• **TASK**
Find every line below with the word "should" in it, and copy each one.

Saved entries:
=== Section Start ===

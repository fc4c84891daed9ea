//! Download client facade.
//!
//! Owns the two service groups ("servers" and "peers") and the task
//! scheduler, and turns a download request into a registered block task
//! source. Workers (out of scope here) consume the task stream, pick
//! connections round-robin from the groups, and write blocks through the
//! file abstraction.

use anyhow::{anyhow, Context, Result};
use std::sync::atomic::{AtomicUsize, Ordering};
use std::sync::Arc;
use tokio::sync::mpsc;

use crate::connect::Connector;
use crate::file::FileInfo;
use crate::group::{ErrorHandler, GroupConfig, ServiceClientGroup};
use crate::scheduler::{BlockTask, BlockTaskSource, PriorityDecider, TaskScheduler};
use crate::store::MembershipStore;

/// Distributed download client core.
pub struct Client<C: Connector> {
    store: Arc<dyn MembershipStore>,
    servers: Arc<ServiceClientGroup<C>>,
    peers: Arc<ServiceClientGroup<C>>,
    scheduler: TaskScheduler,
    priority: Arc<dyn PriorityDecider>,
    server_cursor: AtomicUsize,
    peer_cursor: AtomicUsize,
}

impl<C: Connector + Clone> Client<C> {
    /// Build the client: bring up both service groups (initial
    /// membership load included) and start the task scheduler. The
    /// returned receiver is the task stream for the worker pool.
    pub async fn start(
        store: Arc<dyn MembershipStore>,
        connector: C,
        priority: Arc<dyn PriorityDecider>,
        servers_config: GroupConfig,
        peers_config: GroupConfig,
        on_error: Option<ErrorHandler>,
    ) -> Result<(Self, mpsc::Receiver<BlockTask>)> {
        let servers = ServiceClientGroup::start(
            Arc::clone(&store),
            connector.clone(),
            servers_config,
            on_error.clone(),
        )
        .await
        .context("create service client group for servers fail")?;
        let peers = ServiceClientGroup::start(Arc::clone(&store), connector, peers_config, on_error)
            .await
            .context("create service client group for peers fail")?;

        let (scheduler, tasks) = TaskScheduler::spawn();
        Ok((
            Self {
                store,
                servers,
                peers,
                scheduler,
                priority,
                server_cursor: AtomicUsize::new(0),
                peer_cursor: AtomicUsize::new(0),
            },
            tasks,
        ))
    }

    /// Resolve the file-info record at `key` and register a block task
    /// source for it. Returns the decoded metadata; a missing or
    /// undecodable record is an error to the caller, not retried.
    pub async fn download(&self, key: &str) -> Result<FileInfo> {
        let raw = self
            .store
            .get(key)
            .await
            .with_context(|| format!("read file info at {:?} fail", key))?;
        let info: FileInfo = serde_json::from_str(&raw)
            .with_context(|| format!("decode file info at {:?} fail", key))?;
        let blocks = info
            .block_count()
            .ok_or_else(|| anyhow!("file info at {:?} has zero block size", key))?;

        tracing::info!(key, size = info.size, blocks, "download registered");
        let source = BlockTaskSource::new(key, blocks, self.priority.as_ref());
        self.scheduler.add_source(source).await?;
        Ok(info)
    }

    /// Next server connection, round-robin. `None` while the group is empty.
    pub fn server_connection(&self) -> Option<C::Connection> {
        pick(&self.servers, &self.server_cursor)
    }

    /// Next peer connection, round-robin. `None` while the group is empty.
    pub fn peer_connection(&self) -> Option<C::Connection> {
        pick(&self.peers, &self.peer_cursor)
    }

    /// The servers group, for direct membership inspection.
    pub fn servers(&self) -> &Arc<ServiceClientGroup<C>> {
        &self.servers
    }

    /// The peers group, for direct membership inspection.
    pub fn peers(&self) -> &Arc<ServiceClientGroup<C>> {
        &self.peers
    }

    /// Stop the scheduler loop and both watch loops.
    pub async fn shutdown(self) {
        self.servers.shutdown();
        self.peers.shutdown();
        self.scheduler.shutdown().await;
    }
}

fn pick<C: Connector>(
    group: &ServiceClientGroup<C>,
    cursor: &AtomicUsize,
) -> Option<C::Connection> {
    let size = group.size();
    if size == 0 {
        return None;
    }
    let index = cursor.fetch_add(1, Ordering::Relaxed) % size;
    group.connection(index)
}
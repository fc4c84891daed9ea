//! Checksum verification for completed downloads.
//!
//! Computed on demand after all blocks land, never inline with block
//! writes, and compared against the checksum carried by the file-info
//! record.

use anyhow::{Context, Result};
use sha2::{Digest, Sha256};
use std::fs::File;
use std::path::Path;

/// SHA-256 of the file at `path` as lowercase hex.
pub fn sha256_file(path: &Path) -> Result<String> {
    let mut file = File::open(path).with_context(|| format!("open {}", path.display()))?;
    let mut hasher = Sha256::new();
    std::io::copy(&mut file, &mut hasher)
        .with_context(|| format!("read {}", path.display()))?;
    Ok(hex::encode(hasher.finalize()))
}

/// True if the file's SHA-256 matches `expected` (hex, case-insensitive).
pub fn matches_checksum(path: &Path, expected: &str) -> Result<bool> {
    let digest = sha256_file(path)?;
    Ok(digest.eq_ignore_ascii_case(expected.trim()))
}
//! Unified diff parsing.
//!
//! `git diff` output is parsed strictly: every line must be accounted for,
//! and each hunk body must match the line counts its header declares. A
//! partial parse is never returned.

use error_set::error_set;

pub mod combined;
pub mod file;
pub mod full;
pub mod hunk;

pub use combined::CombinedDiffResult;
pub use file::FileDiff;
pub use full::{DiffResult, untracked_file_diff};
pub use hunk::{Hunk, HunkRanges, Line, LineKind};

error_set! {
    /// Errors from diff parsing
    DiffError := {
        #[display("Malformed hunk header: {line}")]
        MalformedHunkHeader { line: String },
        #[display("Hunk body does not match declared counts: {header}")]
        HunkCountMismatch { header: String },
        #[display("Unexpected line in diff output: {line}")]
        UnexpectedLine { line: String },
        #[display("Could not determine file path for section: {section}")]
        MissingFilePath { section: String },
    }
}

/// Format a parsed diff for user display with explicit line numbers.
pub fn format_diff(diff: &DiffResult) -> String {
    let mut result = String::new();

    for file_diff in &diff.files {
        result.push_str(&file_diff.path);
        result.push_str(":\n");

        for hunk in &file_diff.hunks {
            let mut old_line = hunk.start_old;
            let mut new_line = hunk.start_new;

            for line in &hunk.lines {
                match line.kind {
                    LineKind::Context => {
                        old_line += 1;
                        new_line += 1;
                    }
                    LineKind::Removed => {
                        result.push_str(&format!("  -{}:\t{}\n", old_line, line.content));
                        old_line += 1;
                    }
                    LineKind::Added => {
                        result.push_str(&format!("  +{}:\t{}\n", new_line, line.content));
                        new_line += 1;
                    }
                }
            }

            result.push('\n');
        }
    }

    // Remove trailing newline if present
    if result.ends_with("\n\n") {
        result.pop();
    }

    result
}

=== Section End ===
=== Section Start ===

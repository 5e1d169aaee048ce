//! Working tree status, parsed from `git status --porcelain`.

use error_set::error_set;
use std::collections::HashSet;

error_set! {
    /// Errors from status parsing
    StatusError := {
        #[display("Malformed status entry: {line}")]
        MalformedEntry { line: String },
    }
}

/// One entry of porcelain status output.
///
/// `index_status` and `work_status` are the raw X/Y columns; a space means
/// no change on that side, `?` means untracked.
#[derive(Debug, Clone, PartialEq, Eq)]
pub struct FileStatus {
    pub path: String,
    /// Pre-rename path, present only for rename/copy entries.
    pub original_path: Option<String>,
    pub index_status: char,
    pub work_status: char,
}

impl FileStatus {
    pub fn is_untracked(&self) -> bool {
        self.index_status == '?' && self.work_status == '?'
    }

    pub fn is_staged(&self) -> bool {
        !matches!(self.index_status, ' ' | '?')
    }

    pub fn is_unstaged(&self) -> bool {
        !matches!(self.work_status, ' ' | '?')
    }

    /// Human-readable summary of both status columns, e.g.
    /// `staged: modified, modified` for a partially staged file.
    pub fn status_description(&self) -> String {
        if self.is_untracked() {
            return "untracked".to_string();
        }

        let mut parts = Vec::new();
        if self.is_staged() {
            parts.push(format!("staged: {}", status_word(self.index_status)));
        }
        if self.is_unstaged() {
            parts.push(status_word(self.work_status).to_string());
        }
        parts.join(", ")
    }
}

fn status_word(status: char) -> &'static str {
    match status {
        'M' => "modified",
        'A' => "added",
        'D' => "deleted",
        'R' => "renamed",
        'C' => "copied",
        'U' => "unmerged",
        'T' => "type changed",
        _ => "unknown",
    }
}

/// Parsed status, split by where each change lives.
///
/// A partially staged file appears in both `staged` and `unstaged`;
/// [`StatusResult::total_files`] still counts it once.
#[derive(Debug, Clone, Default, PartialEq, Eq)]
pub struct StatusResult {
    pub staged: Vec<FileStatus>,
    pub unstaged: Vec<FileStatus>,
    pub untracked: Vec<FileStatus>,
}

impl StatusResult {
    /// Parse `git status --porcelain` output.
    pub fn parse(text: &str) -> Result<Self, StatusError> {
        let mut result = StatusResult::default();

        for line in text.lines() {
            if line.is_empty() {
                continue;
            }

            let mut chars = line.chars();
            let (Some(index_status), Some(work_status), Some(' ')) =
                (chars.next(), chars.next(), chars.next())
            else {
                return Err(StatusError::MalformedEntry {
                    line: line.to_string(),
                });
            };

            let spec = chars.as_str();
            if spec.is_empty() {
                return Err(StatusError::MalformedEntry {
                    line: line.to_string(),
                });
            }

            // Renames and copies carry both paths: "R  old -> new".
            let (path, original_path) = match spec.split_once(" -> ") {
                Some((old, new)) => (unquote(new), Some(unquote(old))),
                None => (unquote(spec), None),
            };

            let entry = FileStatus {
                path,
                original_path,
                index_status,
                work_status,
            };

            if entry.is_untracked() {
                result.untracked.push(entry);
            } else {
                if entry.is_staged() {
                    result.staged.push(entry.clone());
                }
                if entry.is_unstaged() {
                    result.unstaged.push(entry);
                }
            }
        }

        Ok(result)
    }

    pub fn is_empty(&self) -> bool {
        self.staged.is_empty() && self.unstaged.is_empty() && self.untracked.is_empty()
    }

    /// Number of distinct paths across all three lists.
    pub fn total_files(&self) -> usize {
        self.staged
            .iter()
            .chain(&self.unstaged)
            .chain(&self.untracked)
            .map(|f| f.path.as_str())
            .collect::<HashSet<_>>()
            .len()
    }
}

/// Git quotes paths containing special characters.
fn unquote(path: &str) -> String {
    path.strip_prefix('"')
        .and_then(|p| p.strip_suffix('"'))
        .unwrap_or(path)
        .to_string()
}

=== Section End ===
=== Section Start ===

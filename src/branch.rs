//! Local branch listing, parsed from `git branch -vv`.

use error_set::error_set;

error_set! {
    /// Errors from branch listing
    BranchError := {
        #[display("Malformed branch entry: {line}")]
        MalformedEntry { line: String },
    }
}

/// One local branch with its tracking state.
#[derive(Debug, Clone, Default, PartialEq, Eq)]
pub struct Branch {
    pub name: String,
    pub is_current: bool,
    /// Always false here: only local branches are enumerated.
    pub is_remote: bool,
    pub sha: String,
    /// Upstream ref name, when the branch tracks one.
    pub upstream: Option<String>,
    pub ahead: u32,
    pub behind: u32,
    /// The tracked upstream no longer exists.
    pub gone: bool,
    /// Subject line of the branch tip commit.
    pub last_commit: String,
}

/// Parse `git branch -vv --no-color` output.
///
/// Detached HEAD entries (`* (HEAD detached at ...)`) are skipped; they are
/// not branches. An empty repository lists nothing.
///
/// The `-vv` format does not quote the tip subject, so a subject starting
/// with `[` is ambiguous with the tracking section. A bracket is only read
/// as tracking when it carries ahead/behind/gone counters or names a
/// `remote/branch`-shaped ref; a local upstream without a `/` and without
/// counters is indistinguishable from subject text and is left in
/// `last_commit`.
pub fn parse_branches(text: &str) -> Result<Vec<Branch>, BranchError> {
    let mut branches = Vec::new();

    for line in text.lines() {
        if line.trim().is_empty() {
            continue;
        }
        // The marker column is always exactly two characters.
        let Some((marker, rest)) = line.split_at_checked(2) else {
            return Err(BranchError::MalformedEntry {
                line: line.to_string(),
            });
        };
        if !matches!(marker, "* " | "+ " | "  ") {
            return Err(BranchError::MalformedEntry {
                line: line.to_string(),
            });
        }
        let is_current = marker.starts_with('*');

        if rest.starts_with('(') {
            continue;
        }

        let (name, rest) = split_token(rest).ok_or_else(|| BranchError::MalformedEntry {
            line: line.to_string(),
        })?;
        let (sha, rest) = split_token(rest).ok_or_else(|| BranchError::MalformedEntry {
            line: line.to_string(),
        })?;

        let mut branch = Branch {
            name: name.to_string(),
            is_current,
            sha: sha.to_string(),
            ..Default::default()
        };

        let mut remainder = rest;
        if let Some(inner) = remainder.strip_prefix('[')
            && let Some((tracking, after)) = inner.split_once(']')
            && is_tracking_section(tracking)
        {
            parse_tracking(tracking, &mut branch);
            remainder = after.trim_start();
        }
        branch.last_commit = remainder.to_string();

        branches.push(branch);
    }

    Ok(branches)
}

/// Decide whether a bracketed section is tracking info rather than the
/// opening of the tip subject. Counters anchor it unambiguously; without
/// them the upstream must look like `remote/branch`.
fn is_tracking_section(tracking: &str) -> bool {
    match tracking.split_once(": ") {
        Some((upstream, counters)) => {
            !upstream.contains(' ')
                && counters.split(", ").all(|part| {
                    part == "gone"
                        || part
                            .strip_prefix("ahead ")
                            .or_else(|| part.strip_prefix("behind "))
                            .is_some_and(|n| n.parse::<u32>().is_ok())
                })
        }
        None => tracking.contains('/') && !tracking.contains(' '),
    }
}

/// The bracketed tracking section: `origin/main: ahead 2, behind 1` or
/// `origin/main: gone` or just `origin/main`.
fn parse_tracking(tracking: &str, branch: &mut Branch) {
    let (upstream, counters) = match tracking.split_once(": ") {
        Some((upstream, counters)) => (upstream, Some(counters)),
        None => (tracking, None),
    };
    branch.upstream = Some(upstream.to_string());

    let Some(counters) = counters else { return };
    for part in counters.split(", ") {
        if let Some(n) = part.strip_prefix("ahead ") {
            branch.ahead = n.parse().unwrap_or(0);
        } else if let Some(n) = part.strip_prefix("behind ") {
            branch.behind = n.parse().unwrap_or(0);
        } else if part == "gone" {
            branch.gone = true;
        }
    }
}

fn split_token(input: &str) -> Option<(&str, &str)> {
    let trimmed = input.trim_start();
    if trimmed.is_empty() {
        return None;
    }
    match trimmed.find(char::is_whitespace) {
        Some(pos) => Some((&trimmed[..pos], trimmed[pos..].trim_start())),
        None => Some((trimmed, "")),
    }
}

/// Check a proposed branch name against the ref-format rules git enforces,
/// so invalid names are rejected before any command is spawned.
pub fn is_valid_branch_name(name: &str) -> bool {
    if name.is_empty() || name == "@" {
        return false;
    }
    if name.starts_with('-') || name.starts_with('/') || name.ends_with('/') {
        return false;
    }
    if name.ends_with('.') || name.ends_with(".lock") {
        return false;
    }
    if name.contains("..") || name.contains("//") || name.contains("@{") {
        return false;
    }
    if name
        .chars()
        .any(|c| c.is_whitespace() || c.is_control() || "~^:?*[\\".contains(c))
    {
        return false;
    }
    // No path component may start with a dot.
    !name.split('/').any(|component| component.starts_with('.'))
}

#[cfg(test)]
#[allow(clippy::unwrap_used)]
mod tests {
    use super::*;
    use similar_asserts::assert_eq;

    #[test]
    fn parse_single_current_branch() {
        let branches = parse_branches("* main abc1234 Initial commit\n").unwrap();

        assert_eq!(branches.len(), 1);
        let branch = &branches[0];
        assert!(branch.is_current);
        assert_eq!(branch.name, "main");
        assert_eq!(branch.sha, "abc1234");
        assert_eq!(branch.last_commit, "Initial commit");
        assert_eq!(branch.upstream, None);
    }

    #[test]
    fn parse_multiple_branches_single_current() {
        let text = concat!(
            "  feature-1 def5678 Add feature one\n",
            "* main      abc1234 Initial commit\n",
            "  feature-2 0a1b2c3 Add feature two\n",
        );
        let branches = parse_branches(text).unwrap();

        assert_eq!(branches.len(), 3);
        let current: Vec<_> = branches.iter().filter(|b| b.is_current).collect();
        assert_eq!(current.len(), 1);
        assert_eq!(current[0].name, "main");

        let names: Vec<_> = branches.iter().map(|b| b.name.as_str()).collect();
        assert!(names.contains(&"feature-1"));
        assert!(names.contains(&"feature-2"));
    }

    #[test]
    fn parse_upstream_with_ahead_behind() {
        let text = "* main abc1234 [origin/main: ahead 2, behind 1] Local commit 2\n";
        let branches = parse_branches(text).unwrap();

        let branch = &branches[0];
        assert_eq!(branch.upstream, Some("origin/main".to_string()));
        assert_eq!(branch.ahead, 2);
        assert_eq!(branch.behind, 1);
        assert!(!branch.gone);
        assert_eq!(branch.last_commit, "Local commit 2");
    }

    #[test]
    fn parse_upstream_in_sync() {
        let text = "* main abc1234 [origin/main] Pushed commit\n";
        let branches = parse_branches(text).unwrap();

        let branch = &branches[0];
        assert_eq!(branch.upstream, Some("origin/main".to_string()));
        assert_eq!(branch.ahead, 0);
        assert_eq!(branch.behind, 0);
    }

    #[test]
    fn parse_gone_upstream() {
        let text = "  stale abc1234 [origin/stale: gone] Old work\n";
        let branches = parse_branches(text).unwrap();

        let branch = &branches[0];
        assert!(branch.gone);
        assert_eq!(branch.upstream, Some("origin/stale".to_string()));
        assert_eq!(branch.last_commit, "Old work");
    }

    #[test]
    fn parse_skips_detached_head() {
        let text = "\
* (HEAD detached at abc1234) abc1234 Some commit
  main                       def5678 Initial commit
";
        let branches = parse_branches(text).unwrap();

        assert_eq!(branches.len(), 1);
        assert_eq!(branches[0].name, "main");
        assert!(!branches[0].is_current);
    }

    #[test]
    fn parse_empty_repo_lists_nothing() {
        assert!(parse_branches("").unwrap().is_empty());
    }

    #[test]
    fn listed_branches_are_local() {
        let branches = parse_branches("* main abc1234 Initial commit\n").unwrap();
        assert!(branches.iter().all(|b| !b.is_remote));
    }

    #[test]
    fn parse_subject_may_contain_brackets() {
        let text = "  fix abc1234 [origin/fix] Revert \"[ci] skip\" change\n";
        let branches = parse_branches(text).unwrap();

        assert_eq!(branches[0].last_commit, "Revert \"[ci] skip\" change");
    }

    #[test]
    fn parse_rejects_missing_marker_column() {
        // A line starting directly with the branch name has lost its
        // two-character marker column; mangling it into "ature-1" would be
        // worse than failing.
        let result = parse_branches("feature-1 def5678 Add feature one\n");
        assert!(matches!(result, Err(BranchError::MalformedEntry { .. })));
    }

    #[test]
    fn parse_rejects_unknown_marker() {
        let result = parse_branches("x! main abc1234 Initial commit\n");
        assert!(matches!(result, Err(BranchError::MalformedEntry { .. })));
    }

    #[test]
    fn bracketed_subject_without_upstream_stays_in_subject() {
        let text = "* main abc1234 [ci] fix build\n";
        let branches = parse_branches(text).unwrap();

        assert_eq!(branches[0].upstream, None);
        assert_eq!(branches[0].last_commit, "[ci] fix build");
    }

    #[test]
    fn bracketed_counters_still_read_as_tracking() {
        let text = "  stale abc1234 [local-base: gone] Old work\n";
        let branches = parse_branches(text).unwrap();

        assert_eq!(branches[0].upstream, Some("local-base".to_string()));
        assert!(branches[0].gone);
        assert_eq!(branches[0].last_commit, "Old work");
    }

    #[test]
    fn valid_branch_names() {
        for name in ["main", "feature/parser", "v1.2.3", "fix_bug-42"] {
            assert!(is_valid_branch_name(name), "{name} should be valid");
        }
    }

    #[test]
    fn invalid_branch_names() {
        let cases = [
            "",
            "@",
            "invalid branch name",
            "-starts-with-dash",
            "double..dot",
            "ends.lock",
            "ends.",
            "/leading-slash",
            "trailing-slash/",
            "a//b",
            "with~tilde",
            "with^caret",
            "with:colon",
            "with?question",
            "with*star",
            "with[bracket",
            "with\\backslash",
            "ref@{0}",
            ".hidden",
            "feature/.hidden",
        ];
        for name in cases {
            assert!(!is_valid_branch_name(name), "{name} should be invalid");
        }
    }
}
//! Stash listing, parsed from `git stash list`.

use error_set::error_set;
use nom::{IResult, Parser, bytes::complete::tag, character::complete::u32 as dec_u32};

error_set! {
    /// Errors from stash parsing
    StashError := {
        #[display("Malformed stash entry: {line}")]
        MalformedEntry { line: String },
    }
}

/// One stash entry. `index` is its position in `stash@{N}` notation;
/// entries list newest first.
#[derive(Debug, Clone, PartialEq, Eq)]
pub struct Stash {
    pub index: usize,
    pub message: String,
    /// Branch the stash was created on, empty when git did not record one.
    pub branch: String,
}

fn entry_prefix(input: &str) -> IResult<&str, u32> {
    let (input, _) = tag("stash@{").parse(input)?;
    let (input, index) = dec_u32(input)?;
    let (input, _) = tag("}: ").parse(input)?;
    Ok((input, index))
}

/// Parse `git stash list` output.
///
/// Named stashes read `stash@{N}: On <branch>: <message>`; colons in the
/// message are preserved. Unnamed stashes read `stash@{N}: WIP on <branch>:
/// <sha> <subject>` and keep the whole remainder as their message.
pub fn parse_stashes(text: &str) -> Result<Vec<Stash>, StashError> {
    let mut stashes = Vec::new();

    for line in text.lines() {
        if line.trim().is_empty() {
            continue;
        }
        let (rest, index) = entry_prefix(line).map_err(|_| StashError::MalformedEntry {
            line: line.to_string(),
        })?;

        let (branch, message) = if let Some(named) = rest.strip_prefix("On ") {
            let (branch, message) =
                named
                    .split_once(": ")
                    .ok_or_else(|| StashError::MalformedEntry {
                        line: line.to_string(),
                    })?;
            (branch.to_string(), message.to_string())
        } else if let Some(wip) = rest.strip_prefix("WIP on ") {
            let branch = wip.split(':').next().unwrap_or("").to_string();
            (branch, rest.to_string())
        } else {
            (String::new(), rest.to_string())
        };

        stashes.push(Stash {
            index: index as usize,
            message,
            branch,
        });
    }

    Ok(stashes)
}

=== Section End ===

• **SOLUTION FOR THIS EXERCISE**
            assert!(is_valid_branch_name(name), "{name} should be valid");
            assert!(!is_valid_branch_name(name), "{name} should be invalid");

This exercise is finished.